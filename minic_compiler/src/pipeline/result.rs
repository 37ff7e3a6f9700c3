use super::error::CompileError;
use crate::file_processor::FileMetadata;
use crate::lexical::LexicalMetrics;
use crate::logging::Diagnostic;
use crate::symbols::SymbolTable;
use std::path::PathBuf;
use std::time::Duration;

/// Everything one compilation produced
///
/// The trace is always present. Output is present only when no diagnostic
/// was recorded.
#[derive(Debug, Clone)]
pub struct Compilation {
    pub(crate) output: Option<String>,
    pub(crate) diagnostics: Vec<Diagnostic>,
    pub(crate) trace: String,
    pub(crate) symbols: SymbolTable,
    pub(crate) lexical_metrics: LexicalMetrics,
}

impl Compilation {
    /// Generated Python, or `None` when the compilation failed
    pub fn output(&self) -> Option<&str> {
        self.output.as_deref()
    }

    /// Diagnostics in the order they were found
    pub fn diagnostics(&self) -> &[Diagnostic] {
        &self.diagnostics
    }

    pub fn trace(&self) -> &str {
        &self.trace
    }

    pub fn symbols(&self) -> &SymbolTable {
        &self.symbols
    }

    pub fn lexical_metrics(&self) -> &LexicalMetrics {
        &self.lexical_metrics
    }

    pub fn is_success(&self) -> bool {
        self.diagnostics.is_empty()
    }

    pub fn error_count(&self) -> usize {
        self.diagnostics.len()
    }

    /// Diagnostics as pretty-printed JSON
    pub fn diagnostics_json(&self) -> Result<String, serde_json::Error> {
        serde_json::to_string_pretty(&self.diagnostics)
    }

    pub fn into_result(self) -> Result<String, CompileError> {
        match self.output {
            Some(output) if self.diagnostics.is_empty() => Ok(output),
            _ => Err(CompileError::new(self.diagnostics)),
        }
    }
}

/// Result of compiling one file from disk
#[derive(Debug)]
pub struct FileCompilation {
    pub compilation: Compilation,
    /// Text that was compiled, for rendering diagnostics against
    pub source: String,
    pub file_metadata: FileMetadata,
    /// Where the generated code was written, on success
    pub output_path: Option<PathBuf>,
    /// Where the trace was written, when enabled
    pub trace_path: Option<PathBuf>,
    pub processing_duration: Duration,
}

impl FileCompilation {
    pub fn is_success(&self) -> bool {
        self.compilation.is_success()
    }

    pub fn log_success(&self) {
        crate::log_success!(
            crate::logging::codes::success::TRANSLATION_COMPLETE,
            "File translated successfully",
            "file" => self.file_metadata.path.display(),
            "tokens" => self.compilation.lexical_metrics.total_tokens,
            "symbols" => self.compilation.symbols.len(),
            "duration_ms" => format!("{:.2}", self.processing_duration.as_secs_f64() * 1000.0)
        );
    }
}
##############################
Which lines hold the string "CompileError"? Copy all of them from the data above.

Task solution:
use super::error::CompileError;
    pub fn into_result(self) -> Result<String, CompileError> {
            _ => Err(CompileError::new(self.diagnostics)),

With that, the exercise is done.